● Task objective
Check every line of the data below for the word "FileSpec". Copy the ones that have it.

[Stored data]
···
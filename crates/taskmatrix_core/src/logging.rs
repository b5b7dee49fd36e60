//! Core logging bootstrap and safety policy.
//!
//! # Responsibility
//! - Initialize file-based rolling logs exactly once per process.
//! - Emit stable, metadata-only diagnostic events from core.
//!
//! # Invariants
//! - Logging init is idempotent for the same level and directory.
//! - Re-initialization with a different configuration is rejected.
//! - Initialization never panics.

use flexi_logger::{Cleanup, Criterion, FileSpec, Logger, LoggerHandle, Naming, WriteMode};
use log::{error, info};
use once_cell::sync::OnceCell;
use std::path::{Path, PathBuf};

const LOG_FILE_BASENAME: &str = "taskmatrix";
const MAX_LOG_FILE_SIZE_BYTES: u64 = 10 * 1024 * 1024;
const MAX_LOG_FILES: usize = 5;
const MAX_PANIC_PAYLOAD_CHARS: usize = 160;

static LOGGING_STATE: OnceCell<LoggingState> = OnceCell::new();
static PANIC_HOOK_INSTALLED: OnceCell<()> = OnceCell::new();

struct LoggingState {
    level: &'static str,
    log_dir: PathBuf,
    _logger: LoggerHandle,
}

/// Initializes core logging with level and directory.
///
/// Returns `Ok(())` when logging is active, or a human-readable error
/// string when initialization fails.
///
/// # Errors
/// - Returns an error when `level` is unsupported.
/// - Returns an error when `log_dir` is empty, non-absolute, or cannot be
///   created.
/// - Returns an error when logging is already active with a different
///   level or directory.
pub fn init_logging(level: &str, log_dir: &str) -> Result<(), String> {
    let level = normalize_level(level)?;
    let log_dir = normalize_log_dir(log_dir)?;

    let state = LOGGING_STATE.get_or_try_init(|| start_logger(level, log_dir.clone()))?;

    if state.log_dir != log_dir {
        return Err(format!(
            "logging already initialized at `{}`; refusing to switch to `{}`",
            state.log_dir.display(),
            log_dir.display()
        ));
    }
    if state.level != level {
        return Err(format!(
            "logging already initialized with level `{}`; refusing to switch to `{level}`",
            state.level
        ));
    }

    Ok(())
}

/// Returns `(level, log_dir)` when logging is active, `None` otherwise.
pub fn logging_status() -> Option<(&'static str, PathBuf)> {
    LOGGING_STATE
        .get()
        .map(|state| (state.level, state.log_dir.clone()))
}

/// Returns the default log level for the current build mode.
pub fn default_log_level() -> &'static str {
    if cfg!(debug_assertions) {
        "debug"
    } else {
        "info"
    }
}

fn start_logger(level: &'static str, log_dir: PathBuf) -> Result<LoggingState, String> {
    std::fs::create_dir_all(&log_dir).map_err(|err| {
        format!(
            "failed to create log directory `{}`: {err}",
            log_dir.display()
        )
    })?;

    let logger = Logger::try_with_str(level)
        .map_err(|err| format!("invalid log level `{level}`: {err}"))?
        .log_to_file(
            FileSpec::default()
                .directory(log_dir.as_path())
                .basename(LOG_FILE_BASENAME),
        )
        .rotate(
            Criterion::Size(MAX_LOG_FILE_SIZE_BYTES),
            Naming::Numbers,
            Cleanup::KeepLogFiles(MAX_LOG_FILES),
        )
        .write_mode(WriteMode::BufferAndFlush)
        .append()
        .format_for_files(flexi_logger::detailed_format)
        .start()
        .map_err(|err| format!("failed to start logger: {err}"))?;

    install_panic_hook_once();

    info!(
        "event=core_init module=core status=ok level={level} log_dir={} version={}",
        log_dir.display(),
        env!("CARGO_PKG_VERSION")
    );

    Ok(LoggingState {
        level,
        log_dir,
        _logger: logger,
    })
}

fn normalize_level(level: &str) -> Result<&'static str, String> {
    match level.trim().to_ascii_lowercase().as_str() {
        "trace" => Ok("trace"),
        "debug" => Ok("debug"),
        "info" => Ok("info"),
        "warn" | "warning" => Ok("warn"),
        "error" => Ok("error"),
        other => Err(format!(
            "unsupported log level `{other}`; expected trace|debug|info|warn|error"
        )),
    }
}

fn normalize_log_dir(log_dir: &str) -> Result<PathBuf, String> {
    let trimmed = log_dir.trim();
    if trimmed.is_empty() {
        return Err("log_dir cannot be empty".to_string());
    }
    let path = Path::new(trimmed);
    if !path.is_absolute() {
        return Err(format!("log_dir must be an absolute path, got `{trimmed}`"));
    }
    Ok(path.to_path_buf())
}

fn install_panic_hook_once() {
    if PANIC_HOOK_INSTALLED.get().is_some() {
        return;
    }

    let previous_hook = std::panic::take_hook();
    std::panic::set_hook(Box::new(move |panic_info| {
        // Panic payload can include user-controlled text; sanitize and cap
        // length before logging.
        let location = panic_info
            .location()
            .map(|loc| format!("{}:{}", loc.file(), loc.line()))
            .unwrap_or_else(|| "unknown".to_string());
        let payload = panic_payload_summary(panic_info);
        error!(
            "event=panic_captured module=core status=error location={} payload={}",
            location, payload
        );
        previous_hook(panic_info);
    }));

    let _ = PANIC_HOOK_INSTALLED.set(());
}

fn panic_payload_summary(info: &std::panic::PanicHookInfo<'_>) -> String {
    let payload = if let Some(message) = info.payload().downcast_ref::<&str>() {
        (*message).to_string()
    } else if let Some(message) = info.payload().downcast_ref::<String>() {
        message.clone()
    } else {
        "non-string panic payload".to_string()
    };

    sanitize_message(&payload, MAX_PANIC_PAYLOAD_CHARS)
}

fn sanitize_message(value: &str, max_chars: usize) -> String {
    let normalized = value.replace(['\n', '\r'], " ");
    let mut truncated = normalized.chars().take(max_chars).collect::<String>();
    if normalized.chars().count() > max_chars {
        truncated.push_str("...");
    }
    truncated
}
···
● Exercise response
use flexi_logger::{Cleanup, Criterion, FileSpec, Logger, LoggerHandle, Naming, WriteMode};
            FileSpec::default()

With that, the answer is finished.